— What is being asked —
Find and copy each line in the material below where the string "InMemoryRoomDirectory" occurs.

━━━━━━━━

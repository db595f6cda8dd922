//! Browser-hosted WASM frontend for the voting client.
//!
//! This crate is a stub by default so the workspace builds on native targets
//! without a wasm toolchain. All state handling lives in the `versus` crate;
//! this one only renders it and carries frames over the WebSocket.
//!
//! Enable the real app with: `--features web` (and a wasm32 target).

/// Placeholder function for non-web (or non-wasm) builds.
#[cfg(not(all(feature = "web", target_arch = "wasm32")))]
pub fn placeholder() {
    // No-op.
}

#[cfg(all(feature = "web", target_arch = "wasm32"))]
mod web;

#[cfg(all(feature = "web", target_arch = "wasm32"))]
pub use web::start;
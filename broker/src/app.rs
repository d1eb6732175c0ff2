//! Broker assembly.
//!
//! Wires the router, translators and reconciler over an in-memory ledger and
//! a bounded failed-event queue. Only the room directory and raw store are
//! supplied by the caller.

use crate::config::Config;
use crate::ingestion::{IngestionEnvironment, IngestionRouter};
use crate::reconciler::{LedgerEnvironment, Reconciler};
use crate::store::InMemoryLedgerRepository;
use crate::translator::TranslatorRegistry;
use roomsync_core::environment::{Clock, IdGenerator, RandomIds, SystemClock};
use roomsync_core::raw_event::RawEventStore;
use roomsync_core::room::RoomDirectory;
use roomsync_runtime::FailedEventQueue;
use std::sync::Arc;

/// A fully wired broker.
pub struct Broker {
    router: Arc<IngestionRouter>,
    ledger: Arc<InMemoryLedgerRepository>,
    failed_events: FailedEventQueue,
}

impl Broker {
    /// Wire a broker with the system clock and random ids
    #[must_use]
    pub fn new(
        config: &Config,
        directory: Arc<dyn RoomDirectory>,
        raw_store: Arc<dyn RawEventStore>,
    ) -> Self {
        Self::with_environment(
            config,
            directory,
            raw_store,
            Arc::new(SystemClock),
            Arc::new(RandomIds),
        )
    }

    /// Wire a broker with an explicit clock and id source
    #[must_use]
    pub fn with_environment(
        config: &Config,
        directory: Arc<dyn RoomDirectory>,
        raw_store: Arc<dyn RawEventStore>,
        clock: Arc<dyn Clock>,
        ids: Arc<dyn IdGenerator>,
    ) -> Self {
        let ledger = Arc::new(InMemoryLedgerRepository::new());
        let failed_events = FailedEventQueue::new(config.ingestion.failed_event_capacity);

        let reconciler = Arc::new(Reconciler::new(
            directory,
            ledger.clone(),
            LedgerEnvironment::new(Arc::clone(&clock), Arc::clone(&ids)),
        ));
        let env = IngestionEnvironment::new(
            raw_store,
            Arc::new(failed_events.clone()),
            clock,
            ids,
        );

        tracing::info!(
            failed_event_capacity = config.ingestion.failed_event_capacity,
            "Broker wired"
        );

        Self {
            router: Arc::new(IngestionRouter::new(
                env,
                TranslatorRegistry::standard(),
                reconciler,
            )),
            ledger,
            failed_events,
        }
    }

    /// The ingestion entry point
    #[must_use]
    pub fn router(&self) -> Arc<IngestionRouter> {
        Arc::clone(&self.router)
    }

    /// The reconciler behind the router
    #[must_use]
    pub fn reconciler(&self) -> &Arc<Reconciler> {
        self.router.reconciler()
    }

    /// Direct view of the ledger tables
    #[must_use]
    pub fn ledger(&self) -> &InMemoryLedgerRepository {
        &self.ledger
    }

    /// Failed events recorded so far
    #[must_use]
    pub const fn failed_events(&self) -> &FailedEventQueue {
        &self.failed_events
    }
}

#[cfg(test)]
#[allow(clippy::unwrap_used)]
mod tests {
    use super::*;
    use roomsync_core::raw_event::DeliveryHeaders;
    use roomsync_core::source::SourceType;
    use roomsync_testing::mocks::{InMemoryRawEventStore, InMemoryRoomDirectory};

    #[tokio::test]
    async fn failed_event_capacity_comes_from_config() {
        let config = Config::from_lookup(|key| {
            (key == "BROKER_FAILED_EVENT_CAPACITY").then(|| "2".to_string())
        });
        let broker = Broker::new(
            &config,
            Arc::new(InMemoryRoomDirectory::new()),
            Arc::new(InMemoryRawEventStore::new()),
        );

        for _ in 0..3 {
            broker
                .router()
                .ingest("garbage", &DeliveryHeaders::for_source(SourceType::Alpha.code()))
                .await;
        }

        assert_eq!(broker.failed_events().max_size(), 2);
        assert_eq!(broker.failed_events().len(), 2);
        assert_eq!(broker.failed_events().dropped_count(), 1);
    }
}
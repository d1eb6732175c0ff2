//! Prometheus metrics for observability and monitoring.
//!
//! This module installs the Prometheus recorder and describes the metrics the
//! runtime itself emits:
//! - Effect execution
//! - Failed-event queue size and drops
//!
//! Crates built on the runtime describe their own metrics and record them
//! through the same global recorder.
//!
//! # Example
//!
//! ```rust,no_run
//! use roomsync_runtime::metrics::MetricsExporter;
//!
//! # fn example() -> Result<(), Box<dyn std::error::Error>> {
//! let mut exporter = MetricsExporter::new();
//! exporter.install()?;
//!
//! // ... run the pipeline ...
//!
//! if let Some(text) = exporter.render() {
//!     println!("{text}");
//! }
//! # Ok(())
//! # }
//! ```

use metrics::{describe_counter, describe_gauge};
use metrics_exporter_prometheus::{Matcher, PrometheusBuilder, PrometheusHandle};
use thiserror::Error;

// Re-export metrics macros for use in other crates
pub use metrics::{counter, gauge, histogram};

/// Errors from metrics operations.
#[derive(Error, Debug)]
pub enum MetricsError {
    /// Failed to build metrics exporter
    #[error("Failed to build metrics exporter: {0}")]
    Build(String),
    /// Failed to install metrics exporter
    #[error("Failed to install metrics exporter: {0}")]
    Install(String),
}

/// Prometheus exporter handle.
///
/// Installs the global recorder and renders the exposition text on demand.
#[derive(Default)]
pub struct MetricsExporter {
    handle: Option<PrometheusHandle>,
}

impl MetricsExporter {
    /// Create an exporter that has not been installed yet.
    #[must_use]
    pub const fn new() -> Self {
        Self { handle: None }
    }

    /// Register metric descriptions and install the Prometheus recorder.
    ///
    /// # Errors
    ///
    /// Returns error if the exporter cannot be built or installed.
    ///
    /// # Note
    ///
    /// If a recorder is already installed (e.g., in tests), installation is
    /// skipped with a warning and [`Self::render`] returns `None`.
    pub fn install(&mut self) -> Result<(), MetricsError> {
        register_metrics();

        let builder = PrometheusBuilder::new()
            .set_buckets_for_metric(
                Matcher::Suffix("duration_seconds".to_string()),
                &[
                    0.000_1, 0.000_5, 0.001, 0.005, 0.01, 0.025, 0.05, 0.1, 0.25, 0.5, 1.0,
                ],
            )
            .map_err(|e| MetricsError::Build(e.to_string()))?;

        match builder.install_recorder() {
            Ok(handle) => {
                self.handle = Some(handle);
                tracing::info!("Prometheus metrics recorder installed");
                Ok(())
            }
            Err(e) => {
                let err_msg = e.to_string();
                if err_msg.contains("already initialized") {
                    tracing::warn!("Metrics recorder already initialized, skipping re-initialization");
                    Ok(())
                } else {
                    Err(MetricsError::Install(err_msg))
                }
            }
        }
    }

    /// Get the metrics handle for rendering.
    #[must_use]
    pub const fn handle(&self) -> Option<&PrometheusHandle> {
        self.handle.as_ref()
    }

    /// Render current metrics in Prometheus format.
    ///
    /// Returns `None` if the exporter hasn't been installed.
    #[must_use]
    pub fn render(&self) -> Option<String> {
        self.handle.as_ref().map(PrometheusHandle::render)
    }
}

/// Register runtime metric descriptions.
fn register_metrics() {
    describe_counter!(
        "roomsync_effects_executed_total",
        "Total number of effects executed, by effect type"
    );
    describe_counter!(
        "roomsync_failed_events_total",
        "Total number of deliveries added to the failed-event queue, by kind"
    );
    describe_counter!(
        "roomsync_failed_events_dropped_total",
        "Failed events dropped because the queue was full"
    );
    describe_gauge!(
        "roomsync_failed_events_pending",
        "Failed events currently held in the queue"
    );
}

#[cfg(test)]
#[allow(clippy::unwrap_used)]
mod tests {
    use super::*;

    #[test]
    fn exporter_starts_uninstalled() {
        let exporter = MetricsExporter::new();
        assert!(exporter.handle().is_none());
        assert!(exporter.render().is_none());
    }

    #[test]
    fn install_is_idempotent() {
        let mut exporter = MetricsExporter::new();
        exporter.install().unwrap();
        counter!("roomsync_effects_executed_total", "type" => "none").increment(1);

        let mut second = MetricsExporter::new();
        assert!(second.install().is_ok());

        // Only the first installation in the process owns a handle
        if let Some(rendered) = exporter.render() {
            assert!(rendered.contains("roomsync_effects_executed_total"));
        }
    }
}
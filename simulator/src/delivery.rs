//! Chaos-aware delivery.
//!
//! A [`ChaosDecision`] is turned into an [`Effect`] plan over [`Delivery`]
//! actions and run by the runtime's [`EffectExecutor`]. The [`DeliverySink`]
//! performs each send and records it in the run's report.
//!
//! ```text
//! fail          → Effect::None (recorded undelivered by the caller)
//! delay d, dup n → Sequential[Delay(d, original), Dispatch(copy) × n]
//! ```
//!
//! Every copy carries the original's event id.
//!
//! [`EffectExecutor`]: roomsync_runtime::EffectExecutor

use crate::chaos::ChaosDecision;
use crate::metrics;
use crate::report::{DUPLICATE_TAG, ExecutionReport, ReportEntry};
use crate::sender::{EventSender, PlatformEvent};
use roomsync_core::effect::Effect;
use roomsync_runtime::ActionSink;
use std::future::Future;
use std::pin::Pin;
use std::sync::{Arc, Mutex, PoisonError};

/// One send of one event.
#[derive(Debug, Clone, PartialEq)]
pub struct Delivery {
    /// The event being sent
    pub event: Arc<PlatformEvent>,
    /// Report tag for this copy
    pub tag: String,
}

impl Delivery {
    /// Whether this is a duplicate copy
    #[must_use]
    pub fn is_duplicate(&self) -> bool {
        self.tag == DUPLICATE_TAG
    }
}

/// Build the delivery plan for one event.
#[must_use]
pub fn plan(event: &Arc<PlatformEvent>, decision: &ChaosDecision) -> Effect<Delivery> {
    if decision.fail {
        return Effect::None;
    }

    let original = Box::new(Delivery {
        event: Arc::clone(event),
        tag: decision.to_string(),
    });
    let first = match decision.delay() {
        Some(duration) => Effect::Delay {
            duration,
            action: original,
        },
        None => Effect::Dispatch(original),
    };

    let copies = (0..decision.extra_copies()).map(|_| {
        Effect::Dispatch(Box::new(Delivery {
            event: Arc::clone(event),
            tag: DUPLICATE_TAG.to_string(),
        }))
    });

    Effect::chain(std::iter::once(first).chain(copies).collect())
}

/// Sends deliveries and records each attempt.
pub struct DeliverySink {
    sender: Arc<dyn EventSender>,
    report: Mutex<ExecutionReport>,
}

impl DeliverySink {
    /// Sink writing into a fresh report for `correlation_id`
    #[must_use]
    pub fn new(sender: Arc<dyn EventSender>, correlation_id: &str) -> Self {
        Self {
            sender,
            report: Mutex::new(ExecutionReport::new(correlation_id)),
        }
    }

    /// Record an attempt that never reached the sender
    pub fn record_dropped(&self, event: &PlatformEvent, tag: String) {
        metrics::record_delivery(event.source, "dropped");
        self.record(event, tag, false);
    }

    /// Apply `f` to the report
    pub fn with_report<T>(&self, f: impl FnOnce(&mut ExecutionReport) -> T) -> T {
        f(&mut self.report.lock().unwrap_or_else(PoisonError::into_inner))
    }

    /// Copy of the report so far
    #[must_use]
    pub fn report(&self) -> ExecutionReport {
        self.with_report(|report| report.clone())
    }

    fn record(&self, event: &PlatformEvent, chaos: String, delivered: bool) {
        self.with_report(|report| {
            report.record(ReportEntry {
                source: event.source,
                kind: event.kind,
                event_id: event.event_id.clone(),
                reservation_id: event.reservation_id.clone(),
                chaos,
                delivered,
            });
        });
    }
}

impl ActionSink<Delivery> for DeliverySink {
    fn dispatch(&self, delivery: Delivery) -> Pin<Box<dyn Future<Output = ()> + Send + '_>> {
        Box::pin(async move {
            let event = &delivery.event;
            let delivered = match self.sender.send(event).await {
                Ok(()) => {
                    tracing::debug!(
                        source = %event.source,
                        kind = %event.kind,
                        event_id = %event.event_id,
                        chaos = %delivery.tag,
                        "Delivered"
                    );
                    metrics::record_delivery(event.source, "delivered");
                    true
                },
                Err(e) => {
                    tracing::info!(
                        source = %event.source,
                        kind = %event.kind,
                        event_id = %event.event_id,
                        chaos = %delivery.tag,
                        error = %e,
                        "Delivery not accepted"
                    );
                    metrics::record_delivery(event.source, "refused");
                    false
                },
            };
            self.record(event, delivery.tag, delivered);
        })
    }
}
//! Scenario runner.

use super::{Scenario, ScenarioContext, ScenarioResult};
use crate::chaos::ChaosEngine;
use crate::platform::Platforms;
use crate::sender::EventSender;
use roomsync_core::environment::{Clock, IdGenerator};
use std::sync::Arc;
use tracing::Instrument;

/// Runs scenarios against one sender with shared platforms and chaos.
pub struct ScenarioRunner {
    platforms: Platforms,
    sender: Arc<dyn EventSender>,
    chaos: Arc<ChaosEngine>,
    clock: Arc<dyn Clock>,
    ids: Arc<dyn IdGenerator>,
}

impl ScenarioRunner {
    /// Create a runner
    #[must_use]
    pub fn new(
        sender: Arc<dyn EventSender>,
        chaos: Arc<ChaosEngine>,
        clock: Arc<dyn Clock>,
        ids: Arc<dyn IdGenerator>,
    ) -> Self {
        Self {
            platforms: Platforms::new(Arc::clone(&clock)),
            sender,
            chaos,
            clock,
            ids,
        }
    }

    /// The platforms scenarios book on
    #[must_use]
    pub const fn platforms(&self) -> &Platforms {
        &self.platforms
    }

    /// Run one scenario under a fresh correlation id.
    ///
    /// Never fails; an aborted scenario comes back with `success == false`
    /// and whatever it managed to send.
    pub async fn run(&self, scenario: &dyn Scenario) -> ScenarioResult {
        let correlation_id = self.ids.next_id().to_string();
        let span = tracing::info_span!(
            "scenario",
            name = scenario.name(),
            correlation_id = %correlation_id
        );

        let ctx = ScenarioContext::new(
            correlation_id,
            self.platforms.clone(),
            Arc::clone(&self.chaos),
            Arc::clone(&self.sender),
            Arc::clone(&self.ids),
        );

        ctx.mark_start(self.clock.now());
        let outcome = scenario.execute(&ctx).instrument(span.clone()).await;
        ctx.mark_end(self.clock.now());

        let report = ctx.report();
        let summary = report.summary();
        let error = outcome.err().map(|e| e.to_string());
        span.in_scope(|| match &error {
            None => tracing::info!(
                total = summary.total,
                delivered = summary.delivered,
                failed = summary.failed,
                chaotic = summary.chaotic,
                duration_ms = report.duration_ms(),
                "Scenario completed"
            ),
            Some(error) => tracing::warn!(error = %error, "Scenario aborted"),
        });

        ScenarioResult {
            scenario: scenario.name(),
            success: error.is_none(),
            report,
            error,
        }
    }
}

━━━━━━━━

— Written response —
    use roomsync_testing::mocks::{InMemoryRawEventStore, InMemoryRoomDirectory};
            Arc::new(InMemoryRoomDirectory::new()),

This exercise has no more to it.